» WORK TO COMPLETE: Copy every line of the records that includes the word "bool".

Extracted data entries
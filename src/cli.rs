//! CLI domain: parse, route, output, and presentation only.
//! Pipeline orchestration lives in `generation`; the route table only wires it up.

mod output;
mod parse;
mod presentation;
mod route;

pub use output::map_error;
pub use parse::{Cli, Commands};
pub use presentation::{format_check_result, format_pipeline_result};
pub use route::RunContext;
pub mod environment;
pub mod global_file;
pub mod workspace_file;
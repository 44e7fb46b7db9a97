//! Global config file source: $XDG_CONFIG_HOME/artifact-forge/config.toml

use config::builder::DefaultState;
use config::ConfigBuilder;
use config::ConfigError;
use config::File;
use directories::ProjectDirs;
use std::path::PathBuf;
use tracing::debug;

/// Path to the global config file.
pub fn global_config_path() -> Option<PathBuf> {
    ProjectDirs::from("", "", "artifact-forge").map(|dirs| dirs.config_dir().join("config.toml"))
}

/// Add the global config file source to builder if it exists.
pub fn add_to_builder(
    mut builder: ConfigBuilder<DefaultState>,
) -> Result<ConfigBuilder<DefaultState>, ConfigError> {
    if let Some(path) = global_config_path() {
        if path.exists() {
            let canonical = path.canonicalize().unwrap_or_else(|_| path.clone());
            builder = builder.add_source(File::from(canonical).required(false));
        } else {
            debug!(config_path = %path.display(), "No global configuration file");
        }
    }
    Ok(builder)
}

==

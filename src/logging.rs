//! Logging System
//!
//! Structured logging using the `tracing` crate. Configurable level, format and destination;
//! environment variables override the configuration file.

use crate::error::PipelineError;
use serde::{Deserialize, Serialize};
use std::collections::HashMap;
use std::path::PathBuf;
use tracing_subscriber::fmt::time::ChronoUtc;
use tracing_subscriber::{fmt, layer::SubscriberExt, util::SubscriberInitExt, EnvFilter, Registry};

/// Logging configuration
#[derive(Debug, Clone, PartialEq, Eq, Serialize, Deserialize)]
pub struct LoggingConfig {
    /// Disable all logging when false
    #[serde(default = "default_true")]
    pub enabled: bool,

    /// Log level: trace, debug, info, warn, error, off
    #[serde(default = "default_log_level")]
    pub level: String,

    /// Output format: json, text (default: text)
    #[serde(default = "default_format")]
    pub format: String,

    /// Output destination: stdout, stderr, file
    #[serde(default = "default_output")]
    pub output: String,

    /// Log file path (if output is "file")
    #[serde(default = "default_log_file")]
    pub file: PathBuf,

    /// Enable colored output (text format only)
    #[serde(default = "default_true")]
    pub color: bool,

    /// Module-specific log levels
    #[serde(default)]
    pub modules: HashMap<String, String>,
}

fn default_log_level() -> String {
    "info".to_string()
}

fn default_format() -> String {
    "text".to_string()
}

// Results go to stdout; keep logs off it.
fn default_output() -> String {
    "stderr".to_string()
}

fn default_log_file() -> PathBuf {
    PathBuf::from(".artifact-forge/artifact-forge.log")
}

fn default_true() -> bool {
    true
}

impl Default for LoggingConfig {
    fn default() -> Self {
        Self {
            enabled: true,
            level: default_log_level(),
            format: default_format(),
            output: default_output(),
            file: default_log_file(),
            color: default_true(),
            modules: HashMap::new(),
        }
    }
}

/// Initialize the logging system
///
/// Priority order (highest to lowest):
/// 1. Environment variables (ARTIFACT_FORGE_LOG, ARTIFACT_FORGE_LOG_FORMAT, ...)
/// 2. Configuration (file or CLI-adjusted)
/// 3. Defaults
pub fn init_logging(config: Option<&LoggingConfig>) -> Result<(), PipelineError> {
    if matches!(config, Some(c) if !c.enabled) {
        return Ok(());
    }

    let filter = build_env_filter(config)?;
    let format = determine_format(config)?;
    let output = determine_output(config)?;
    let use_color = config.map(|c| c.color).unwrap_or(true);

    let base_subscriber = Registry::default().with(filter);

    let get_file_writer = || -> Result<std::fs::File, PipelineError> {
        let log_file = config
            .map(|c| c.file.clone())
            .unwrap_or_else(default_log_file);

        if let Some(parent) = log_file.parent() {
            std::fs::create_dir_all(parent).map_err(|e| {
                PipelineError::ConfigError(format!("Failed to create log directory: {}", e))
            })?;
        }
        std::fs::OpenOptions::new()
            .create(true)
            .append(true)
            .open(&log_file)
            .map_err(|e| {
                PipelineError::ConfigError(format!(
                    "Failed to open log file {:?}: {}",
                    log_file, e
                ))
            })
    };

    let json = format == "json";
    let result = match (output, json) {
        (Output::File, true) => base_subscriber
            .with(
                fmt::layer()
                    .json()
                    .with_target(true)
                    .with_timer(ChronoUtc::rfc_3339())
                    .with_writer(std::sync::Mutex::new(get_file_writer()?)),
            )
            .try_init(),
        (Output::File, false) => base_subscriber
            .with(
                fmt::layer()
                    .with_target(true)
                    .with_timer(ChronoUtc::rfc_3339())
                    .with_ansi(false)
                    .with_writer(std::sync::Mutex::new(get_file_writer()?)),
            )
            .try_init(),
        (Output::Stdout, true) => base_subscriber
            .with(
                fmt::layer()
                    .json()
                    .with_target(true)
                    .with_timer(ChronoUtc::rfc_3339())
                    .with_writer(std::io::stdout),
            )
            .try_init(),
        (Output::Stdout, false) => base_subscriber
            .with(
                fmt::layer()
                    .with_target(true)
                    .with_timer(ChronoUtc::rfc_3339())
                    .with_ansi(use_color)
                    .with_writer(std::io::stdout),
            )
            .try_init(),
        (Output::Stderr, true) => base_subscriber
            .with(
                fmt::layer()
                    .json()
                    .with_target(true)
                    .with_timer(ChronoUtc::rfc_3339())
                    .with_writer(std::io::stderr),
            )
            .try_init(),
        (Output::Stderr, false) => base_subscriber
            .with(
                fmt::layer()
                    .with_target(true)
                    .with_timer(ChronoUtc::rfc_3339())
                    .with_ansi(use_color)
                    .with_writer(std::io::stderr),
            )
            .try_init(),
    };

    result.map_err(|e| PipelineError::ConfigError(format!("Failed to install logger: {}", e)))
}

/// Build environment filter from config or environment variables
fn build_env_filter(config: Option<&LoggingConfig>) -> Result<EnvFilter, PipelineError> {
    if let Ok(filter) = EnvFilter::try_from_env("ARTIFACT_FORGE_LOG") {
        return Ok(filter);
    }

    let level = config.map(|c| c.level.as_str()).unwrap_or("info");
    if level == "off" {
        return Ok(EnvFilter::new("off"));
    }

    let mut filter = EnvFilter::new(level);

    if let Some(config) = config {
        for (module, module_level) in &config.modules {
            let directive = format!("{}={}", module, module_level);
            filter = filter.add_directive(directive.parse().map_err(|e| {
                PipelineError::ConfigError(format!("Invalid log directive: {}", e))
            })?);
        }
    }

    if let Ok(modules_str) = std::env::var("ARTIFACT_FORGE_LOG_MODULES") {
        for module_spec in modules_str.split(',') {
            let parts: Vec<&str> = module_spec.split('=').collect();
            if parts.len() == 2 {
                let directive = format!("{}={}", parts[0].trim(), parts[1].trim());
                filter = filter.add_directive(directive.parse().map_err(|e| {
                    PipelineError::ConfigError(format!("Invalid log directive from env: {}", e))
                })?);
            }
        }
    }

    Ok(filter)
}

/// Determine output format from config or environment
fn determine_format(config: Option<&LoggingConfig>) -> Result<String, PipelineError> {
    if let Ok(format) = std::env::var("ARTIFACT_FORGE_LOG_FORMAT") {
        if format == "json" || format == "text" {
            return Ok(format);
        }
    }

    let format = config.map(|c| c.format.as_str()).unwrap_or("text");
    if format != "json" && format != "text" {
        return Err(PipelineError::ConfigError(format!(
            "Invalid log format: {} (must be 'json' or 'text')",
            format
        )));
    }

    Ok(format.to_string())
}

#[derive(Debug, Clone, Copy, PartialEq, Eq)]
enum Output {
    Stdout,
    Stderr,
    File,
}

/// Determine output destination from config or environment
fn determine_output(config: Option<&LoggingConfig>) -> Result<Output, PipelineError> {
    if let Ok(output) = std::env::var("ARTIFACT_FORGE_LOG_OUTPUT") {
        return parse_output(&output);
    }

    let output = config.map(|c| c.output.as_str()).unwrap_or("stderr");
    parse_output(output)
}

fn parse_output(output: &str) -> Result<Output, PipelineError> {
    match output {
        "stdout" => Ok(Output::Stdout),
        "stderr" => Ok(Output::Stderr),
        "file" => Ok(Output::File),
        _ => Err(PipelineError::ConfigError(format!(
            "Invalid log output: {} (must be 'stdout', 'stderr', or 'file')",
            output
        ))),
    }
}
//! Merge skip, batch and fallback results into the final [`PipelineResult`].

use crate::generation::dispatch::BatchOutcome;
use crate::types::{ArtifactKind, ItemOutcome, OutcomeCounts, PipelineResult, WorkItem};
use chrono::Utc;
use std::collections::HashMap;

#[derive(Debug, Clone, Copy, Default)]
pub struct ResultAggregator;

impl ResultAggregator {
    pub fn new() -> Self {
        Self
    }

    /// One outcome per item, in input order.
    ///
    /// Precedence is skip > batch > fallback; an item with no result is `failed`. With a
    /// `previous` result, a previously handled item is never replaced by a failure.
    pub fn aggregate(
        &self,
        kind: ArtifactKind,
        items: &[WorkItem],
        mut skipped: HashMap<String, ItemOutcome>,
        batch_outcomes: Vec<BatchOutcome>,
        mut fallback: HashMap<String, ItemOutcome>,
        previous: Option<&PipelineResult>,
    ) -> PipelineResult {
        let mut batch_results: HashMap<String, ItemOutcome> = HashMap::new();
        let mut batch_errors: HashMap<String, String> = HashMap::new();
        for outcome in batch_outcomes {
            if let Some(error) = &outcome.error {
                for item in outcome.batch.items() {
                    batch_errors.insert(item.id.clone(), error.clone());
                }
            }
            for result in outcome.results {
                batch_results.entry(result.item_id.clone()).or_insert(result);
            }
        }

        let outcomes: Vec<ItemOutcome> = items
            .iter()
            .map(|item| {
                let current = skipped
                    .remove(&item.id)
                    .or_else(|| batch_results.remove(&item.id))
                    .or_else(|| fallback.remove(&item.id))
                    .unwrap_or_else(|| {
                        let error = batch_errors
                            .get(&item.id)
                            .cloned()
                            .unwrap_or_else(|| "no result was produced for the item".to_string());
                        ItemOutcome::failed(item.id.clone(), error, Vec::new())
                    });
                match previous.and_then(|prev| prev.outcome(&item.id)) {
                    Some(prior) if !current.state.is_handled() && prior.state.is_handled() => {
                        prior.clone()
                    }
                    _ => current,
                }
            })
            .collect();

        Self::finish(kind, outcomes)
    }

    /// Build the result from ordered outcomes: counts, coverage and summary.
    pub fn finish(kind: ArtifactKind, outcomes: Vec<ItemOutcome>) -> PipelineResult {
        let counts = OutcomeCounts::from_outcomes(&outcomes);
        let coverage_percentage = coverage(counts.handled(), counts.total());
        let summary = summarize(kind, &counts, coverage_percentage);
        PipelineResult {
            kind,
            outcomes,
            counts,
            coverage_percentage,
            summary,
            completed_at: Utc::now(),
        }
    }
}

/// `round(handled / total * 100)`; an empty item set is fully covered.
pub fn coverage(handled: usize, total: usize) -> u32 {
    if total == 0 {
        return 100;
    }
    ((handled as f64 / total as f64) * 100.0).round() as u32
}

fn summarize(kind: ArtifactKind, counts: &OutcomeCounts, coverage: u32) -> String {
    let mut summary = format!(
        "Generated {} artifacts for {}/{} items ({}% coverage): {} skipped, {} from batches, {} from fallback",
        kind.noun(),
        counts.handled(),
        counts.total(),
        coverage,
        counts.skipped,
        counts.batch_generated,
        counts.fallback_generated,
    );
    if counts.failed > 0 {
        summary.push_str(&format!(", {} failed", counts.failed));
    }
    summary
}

--

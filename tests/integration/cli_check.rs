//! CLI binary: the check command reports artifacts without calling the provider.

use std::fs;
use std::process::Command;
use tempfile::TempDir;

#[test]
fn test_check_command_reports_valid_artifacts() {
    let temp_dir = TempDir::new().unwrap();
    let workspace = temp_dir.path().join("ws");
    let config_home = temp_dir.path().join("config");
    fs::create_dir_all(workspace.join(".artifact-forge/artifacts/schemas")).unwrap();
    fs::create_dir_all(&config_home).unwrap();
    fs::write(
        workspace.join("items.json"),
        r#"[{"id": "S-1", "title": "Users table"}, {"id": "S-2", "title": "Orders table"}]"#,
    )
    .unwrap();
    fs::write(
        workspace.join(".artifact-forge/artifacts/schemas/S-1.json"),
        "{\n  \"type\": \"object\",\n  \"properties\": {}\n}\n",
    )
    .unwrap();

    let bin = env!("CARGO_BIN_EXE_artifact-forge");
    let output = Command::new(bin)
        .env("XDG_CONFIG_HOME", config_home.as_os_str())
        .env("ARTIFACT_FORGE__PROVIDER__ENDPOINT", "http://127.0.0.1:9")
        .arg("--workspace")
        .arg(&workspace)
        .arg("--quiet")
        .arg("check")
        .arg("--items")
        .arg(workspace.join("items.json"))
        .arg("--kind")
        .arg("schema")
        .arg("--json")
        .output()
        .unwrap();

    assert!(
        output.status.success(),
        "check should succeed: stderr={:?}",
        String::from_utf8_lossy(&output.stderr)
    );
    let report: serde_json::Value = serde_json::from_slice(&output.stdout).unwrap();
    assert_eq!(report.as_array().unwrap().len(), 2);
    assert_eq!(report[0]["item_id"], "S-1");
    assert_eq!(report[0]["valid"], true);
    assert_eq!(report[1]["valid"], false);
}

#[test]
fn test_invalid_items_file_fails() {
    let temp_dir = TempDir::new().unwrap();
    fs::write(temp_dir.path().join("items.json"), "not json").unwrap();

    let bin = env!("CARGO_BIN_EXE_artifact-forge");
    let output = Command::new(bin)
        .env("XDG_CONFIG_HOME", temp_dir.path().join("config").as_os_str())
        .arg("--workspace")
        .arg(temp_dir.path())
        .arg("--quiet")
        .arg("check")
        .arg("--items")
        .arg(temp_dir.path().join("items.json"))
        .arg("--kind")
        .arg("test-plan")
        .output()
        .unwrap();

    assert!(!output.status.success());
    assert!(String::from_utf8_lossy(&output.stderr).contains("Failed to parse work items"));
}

» ANSWER TO THIS TASK:
    pub enabled: bool,
    pub color: bool,
fn default_true() -> bool {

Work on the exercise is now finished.